## [EXERCISE GOAL]
Your answer should be every line of the entries that has the string "impl" in it.

START MATERIALS PROVIDED

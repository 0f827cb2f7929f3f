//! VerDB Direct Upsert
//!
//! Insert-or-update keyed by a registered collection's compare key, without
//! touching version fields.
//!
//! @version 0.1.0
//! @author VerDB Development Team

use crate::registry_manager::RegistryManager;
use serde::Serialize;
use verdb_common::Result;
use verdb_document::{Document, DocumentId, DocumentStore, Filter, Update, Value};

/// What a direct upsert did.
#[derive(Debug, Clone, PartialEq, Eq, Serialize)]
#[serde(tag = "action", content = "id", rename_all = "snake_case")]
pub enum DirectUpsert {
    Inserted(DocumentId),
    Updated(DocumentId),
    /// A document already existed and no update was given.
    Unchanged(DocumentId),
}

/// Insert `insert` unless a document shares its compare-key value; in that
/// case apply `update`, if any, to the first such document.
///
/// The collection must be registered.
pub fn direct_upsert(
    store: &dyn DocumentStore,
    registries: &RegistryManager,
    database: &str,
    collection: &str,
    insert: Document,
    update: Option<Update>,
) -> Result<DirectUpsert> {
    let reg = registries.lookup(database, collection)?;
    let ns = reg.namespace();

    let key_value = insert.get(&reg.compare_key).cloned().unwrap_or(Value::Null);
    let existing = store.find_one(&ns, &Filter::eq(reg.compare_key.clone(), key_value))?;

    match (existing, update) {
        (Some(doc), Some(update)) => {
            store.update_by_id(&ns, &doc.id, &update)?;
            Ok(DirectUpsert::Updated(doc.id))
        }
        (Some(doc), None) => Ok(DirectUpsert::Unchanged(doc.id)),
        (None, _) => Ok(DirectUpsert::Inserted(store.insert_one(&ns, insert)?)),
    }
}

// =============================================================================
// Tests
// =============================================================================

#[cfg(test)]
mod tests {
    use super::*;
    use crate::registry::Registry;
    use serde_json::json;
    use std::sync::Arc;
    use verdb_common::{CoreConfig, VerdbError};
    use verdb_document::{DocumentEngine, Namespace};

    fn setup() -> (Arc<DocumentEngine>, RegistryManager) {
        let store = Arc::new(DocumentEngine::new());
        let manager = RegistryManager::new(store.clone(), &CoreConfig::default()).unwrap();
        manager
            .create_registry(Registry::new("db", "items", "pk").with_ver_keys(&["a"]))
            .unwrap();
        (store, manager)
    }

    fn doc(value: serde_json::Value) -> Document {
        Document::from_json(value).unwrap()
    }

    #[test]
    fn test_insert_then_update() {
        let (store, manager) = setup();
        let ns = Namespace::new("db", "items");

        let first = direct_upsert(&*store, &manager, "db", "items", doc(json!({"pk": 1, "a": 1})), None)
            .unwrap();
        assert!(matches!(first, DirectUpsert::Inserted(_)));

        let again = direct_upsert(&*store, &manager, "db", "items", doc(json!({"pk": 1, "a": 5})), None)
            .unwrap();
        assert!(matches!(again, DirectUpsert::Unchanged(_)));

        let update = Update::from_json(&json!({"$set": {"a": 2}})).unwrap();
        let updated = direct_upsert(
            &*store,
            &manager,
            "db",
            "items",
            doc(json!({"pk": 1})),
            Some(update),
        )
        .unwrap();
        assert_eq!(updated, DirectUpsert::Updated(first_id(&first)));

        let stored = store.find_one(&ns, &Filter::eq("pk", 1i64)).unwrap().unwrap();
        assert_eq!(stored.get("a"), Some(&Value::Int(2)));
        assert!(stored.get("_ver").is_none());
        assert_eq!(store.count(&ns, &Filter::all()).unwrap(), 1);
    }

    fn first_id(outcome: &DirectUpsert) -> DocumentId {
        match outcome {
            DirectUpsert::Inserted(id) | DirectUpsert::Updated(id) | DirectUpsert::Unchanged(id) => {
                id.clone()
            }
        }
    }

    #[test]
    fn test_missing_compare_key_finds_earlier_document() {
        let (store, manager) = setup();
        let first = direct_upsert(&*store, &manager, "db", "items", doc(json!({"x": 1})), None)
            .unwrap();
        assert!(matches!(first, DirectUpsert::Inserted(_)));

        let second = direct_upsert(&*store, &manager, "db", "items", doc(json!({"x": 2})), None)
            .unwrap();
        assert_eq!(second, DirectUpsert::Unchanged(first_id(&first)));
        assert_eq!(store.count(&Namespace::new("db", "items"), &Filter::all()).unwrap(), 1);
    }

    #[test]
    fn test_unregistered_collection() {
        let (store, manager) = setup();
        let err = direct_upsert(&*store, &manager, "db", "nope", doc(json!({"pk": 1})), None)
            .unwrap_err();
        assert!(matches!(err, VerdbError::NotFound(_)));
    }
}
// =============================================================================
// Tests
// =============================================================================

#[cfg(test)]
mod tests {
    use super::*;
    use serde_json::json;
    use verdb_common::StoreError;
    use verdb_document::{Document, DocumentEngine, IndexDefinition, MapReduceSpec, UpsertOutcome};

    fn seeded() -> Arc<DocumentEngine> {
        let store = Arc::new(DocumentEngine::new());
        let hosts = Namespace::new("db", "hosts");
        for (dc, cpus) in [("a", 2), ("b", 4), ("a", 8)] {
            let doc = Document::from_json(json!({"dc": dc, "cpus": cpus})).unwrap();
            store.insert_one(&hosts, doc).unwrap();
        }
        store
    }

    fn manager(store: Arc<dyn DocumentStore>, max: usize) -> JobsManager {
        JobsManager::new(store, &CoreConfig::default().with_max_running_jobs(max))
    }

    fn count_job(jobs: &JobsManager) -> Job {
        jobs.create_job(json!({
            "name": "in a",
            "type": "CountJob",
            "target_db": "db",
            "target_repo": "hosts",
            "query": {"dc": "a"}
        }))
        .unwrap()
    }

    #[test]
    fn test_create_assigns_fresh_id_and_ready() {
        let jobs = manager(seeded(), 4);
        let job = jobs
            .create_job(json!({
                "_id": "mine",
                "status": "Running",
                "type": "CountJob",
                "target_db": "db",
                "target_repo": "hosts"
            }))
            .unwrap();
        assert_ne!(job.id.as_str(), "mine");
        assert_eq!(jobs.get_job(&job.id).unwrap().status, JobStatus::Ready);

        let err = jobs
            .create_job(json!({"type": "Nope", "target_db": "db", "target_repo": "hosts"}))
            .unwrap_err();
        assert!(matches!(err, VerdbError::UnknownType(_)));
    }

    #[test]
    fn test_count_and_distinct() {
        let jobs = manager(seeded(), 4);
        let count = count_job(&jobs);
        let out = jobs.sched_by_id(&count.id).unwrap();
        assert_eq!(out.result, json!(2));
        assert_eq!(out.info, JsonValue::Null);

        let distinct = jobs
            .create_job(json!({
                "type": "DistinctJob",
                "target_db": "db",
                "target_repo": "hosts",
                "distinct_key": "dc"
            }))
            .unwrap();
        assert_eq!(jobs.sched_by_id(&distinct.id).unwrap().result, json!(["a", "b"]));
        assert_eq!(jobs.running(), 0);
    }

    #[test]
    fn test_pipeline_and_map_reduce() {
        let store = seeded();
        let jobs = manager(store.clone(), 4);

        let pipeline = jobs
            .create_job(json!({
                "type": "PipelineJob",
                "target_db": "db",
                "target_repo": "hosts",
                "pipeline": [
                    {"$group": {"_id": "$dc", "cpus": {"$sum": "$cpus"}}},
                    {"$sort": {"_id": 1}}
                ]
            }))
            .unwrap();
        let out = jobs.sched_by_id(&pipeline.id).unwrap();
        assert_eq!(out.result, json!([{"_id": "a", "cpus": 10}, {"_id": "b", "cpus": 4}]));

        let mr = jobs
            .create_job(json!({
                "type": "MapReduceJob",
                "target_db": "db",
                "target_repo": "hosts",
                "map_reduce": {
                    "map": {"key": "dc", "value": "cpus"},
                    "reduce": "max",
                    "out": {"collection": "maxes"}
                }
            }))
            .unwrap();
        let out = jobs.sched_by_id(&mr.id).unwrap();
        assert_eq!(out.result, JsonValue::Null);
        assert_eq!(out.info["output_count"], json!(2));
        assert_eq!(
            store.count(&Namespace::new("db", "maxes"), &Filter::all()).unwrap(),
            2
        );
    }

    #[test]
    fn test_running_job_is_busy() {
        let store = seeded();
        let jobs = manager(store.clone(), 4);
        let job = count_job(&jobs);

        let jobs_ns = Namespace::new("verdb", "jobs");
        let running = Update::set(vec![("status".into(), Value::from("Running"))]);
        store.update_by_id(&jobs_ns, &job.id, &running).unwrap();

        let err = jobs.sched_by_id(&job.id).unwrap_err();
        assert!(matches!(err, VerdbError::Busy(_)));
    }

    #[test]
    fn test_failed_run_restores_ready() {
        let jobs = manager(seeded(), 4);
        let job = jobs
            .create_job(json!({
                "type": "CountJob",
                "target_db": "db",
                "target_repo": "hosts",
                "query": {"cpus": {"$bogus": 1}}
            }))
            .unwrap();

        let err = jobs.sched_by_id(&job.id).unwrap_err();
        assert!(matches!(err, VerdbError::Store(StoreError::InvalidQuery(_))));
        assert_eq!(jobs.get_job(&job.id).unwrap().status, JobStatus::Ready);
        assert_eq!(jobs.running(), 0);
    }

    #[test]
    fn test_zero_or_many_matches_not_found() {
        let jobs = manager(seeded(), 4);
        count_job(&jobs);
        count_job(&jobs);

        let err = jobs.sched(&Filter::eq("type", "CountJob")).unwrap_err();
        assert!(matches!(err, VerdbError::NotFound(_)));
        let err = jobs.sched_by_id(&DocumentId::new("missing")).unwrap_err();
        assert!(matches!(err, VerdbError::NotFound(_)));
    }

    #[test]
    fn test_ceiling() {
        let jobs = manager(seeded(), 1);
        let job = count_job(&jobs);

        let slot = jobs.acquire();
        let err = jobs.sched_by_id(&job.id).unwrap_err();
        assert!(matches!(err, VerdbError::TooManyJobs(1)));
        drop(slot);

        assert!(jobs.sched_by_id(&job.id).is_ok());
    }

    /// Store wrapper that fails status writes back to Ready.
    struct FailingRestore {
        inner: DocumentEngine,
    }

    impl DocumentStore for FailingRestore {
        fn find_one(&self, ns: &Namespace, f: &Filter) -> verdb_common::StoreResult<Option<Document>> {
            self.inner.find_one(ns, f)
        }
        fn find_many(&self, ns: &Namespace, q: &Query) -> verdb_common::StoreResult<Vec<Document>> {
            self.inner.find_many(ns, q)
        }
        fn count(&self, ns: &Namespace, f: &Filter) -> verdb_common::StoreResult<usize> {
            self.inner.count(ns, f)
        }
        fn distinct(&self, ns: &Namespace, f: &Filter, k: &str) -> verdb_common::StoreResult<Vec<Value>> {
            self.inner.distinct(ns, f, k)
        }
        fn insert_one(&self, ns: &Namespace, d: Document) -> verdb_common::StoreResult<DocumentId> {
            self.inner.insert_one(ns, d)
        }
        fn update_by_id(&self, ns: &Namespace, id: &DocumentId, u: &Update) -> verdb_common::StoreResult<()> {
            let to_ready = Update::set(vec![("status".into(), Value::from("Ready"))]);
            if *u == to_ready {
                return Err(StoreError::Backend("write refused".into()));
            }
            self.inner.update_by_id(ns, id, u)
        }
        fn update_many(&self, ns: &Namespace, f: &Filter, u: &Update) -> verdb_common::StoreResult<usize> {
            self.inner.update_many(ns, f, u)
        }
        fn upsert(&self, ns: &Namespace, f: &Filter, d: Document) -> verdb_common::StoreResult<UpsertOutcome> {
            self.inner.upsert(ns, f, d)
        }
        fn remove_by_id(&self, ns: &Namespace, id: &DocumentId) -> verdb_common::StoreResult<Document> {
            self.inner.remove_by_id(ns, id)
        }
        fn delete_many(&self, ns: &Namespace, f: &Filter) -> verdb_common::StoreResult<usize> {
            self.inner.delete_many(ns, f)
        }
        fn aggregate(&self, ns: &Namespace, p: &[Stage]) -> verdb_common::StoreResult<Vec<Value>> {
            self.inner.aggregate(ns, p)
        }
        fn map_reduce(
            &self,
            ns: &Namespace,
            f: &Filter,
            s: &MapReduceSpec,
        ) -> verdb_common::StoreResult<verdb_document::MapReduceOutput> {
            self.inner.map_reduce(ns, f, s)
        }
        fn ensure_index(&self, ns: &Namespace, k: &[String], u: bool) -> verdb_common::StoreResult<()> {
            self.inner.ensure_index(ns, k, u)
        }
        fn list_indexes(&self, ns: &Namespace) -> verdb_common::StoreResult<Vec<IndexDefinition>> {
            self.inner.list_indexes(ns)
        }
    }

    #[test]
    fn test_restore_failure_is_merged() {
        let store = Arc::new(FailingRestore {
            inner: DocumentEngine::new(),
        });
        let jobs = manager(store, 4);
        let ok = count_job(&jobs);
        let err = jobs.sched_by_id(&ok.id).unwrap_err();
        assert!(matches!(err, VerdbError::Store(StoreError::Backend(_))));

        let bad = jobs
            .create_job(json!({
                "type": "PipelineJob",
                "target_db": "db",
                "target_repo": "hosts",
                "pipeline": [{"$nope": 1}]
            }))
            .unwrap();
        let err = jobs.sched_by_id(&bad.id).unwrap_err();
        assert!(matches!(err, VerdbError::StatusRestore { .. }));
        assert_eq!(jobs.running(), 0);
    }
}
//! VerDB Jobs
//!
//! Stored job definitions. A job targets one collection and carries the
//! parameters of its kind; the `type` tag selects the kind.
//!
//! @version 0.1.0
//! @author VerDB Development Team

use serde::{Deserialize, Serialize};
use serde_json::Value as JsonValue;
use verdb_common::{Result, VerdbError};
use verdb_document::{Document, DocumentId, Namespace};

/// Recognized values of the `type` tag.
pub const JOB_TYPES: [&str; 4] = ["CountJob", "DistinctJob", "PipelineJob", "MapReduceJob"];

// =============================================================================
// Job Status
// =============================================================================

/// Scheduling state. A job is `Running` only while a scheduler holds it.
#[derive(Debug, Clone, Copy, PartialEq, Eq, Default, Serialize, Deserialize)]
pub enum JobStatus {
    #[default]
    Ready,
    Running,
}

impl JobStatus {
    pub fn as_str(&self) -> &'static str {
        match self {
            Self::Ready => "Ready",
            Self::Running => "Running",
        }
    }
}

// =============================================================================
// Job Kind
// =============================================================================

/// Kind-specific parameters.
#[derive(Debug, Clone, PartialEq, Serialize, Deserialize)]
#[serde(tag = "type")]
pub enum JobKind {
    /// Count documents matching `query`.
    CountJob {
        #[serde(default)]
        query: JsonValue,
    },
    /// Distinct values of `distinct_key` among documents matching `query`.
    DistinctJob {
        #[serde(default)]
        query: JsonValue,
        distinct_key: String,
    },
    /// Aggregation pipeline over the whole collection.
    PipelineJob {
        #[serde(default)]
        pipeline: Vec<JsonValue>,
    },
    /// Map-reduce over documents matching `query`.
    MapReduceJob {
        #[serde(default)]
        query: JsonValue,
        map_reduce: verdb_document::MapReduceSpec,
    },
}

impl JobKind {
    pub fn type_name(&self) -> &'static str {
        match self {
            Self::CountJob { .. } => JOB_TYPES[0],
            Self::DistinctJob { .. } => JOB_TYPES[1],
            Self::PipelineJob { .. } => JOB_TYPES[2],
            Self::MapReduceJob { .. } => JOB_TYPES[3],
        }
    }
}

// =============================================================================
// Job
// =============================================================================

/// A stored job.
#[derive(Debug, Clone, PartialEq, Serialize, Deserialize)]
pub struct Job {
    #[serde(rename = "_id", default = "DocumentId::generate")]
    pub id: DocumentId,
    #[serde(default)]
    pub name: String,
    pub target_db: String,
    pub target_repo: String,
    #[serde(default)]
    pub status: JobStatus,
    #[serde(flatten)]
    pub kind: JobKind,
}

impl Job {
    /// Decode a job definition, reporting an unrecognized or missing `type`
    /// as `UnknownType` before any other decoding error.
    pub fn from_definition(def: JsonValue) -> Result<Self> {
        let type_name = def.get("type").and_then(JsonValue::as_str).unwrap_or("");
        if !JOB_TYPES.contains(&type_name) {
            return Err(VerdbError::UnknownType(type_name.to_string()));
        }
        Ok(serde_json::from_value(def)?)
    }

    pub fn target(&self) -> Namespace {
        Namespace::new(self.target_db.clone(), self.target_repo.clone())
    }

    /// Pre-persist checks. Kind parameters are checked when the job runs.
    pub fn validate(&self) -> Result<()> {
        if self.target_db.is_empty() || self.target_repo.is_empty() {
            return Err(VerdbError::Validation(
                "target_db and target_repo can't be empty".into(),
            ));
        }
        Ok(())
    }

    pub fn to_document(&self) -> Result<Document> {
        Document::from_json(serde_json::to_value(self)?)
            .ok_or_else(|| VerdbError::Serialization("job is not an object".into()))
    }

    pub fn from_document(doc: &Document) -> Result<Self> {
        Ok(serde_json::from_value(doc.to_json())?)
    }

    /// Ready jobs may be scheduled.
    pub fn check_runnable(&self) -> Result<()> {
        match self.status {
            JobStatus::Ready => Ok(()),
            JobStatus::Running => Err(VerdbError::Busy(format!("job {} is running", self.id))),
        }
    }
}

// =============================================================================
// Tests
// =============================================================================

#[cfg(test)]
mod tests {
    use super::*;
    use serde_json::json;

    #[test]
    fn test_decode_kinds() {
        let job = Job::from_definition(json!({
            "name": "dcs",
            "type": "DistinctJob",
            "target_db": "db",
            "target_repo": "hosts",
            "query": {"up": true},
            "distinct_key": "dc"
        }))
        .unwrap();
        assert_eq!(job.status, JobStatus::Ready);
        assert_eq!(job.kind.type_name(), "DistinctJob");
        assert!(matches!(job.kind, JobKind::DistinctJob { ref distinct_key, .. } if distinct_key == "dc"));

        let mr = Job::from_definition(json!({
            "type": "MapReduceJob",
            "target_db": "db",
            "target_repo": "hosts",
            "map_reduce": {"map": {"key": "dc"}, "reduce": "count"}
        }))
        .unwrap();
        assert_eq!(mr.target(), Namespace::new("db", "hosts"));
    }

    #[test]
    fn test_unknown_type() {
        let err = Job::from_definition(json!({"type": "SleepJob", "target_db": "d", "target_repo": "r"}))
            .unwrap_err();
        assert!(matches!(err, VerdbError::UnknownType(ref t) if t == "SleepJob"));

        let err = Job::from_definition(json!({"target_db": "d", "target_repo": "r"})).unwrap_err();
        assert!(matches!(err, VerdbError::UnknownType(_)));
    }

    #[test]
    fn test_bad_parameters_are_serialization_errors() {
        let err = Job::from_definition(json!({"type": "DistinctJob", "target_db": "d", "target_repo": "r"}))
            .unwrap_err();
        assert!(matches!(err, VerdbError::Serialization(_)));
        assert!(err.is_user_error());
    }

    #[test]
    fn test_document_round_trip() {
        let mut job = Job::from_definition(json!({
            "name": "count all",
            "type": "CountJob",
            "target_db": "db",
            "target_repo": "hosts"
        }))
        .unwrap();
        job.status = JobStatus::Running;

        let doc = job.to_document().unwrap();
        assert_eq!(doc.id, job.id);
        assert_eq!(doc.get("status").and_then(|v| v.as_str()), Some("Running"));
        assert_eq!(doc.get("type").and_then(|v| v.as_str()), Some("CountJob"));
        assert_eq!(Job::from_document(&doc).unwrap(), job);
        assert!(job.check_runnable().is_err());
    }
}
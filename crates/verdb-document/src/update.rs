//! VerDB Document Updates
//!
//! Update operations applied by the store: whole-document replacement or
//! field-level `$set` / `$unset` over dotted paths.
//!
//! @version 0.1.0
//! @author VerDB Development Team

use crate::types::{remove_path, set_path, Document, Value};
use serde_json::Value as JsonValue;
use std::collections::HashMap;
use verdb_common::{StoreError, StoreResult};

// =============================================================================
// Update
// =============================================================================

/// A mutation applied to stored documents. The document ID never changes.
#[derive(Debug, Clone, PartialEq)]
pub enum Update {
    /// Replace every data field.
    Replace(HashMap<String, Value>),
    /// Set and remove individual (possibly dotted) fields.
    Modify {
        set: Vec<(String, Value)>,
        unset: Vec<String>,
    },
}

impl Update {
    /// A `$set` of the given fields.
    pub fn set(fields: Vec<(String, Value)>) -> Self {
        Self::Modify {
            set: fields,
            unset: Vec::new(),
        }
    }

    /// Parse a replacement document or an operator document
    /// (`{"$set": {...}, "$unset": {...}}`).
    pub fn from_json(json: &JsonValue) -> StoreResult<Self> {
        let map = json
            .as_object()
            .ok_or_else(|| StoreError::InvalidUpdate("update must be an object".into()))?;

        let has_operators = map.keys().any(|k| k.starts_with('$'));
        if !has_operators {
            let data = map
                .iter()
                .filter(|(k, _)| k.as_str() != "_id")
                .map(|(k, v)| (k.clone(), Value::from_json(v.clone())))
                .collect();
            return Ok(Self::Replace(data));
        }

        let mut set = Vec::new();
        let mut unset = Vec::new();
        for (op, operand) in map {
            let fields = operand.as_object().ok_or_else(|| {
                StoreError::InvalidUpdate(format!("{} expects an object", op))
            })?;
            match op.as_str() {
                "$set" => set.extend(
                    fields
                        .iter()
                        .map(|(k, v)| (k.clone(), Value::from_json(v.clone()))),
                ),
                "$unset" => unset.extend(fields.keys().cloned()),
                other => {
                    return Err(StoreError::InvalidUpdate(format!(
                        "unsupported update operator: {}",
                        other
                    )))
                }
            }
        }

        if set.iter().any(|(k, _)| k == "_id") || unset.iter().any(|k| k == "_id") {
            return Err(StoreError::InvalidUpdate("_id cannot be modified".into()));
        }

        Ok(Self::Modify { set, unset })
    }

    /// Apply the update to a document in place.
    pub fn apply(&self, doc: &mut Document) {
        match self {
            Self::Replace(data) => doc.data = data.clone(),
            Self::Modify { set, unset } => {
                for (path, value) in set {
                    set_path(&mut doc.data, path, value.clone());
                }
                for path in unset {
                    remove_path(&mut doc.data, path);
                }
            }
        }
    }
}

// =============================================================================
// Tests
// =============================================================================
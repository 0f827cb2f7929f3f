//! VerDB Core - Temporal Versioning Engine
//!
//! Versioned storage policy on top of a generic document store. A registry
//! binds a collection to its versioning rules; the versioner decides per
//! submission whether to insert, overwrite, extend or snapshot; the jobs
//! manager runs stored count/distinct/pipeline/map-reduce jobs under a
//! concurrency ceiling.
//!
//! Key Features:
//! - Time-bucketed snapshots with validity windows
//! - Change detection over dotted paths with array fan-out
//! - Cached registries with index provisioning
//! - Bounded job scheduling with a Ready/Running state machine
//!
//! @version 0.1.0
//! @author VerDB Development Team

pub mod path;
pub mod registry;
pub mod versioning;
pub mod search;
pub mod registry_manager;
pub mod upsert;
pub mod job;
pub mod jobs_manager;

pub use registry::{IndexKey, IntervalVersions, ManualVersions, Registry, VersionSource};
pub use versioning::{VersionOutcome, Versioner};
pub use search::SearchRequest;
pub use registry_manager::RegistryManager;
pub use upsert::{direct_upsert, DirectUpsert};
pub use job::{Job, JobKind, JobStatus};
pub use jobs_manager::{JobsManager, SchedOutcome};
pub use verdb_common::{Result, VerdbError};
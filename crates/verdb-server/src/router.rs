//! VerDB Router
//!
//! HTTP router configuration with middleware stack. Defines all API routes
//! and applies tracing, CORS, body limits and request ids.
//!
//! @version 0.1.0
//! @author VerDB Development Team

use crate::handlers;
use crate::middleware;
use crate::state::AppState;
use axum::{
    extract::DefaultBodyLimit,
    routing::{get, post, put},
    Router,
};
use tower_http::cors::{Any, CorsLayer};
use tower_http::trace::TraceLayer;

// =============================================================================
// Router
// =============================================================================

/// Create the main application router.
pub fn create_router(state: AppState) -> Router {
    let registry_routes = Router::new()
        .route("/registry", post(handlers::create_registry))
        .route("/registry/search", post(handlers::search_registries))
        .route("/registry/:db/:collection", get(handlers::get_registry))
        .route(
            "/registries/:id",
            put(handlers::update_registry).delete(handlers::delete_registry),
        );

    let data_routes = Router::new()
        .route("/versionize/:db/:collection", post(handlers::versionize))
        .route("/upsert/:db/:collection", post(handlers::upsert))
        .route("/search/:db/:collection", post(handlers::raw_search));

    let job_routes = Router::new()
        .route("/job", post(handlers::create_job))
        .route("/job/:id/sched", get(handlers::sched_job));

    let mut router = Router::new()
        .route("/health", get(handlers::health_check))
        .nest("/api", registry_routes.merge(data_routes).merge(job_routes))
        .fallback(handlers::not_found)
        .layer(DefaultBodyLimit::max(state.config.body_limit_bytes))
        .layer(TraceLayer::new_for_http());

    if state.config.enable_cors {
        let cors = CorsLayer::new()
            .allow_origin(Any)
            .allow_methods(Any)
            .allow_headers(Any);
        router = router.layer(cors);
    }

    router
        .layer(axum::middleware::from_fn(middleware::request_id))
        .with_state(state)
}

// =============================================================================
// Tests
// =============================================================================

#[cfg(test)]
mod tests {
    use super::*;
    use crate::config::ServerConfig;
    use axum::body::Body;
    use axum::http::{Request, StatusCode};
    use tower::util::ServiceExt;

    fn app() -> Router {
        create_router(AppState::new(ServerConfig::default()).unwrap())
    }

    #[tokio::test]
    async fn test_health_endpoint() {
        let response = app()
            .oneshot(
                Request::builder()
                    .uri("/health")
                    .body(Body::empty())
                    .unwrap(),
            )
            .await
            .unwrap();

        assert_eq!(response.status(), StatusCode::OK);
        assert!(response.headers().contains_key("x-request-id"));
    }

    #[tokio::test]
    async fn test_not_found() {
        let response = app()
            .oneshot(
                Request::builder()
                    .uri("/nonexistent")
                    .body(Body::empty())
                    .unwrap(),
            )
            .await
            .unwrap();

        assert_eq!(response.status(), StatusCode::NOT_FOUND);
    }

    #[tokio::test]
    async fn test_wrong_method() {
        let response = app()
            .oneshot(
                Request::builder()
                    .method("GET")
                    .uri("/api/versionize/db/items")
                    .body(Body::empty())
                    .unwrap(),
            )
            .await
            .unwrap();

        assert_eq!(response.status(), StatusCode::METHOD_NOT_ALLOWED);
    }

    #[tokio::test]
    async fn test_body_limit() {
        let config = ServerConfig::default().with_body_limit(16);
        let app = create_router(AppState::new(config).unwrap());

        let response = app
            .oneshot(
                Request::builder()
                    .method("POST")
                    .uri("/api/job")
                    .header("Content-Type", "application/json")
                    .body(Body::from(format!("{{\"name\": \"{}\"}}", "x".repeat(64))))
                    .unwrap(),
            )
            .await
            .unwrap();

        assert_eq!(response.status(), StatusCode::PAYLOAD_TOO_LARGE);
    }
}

END MATERIALS PROVIDED

## [TASK RESULT]
    impl DocumentStore for FailingRestore {
impl JobStatus {
impl JobKind {
impl Job {
impl Update {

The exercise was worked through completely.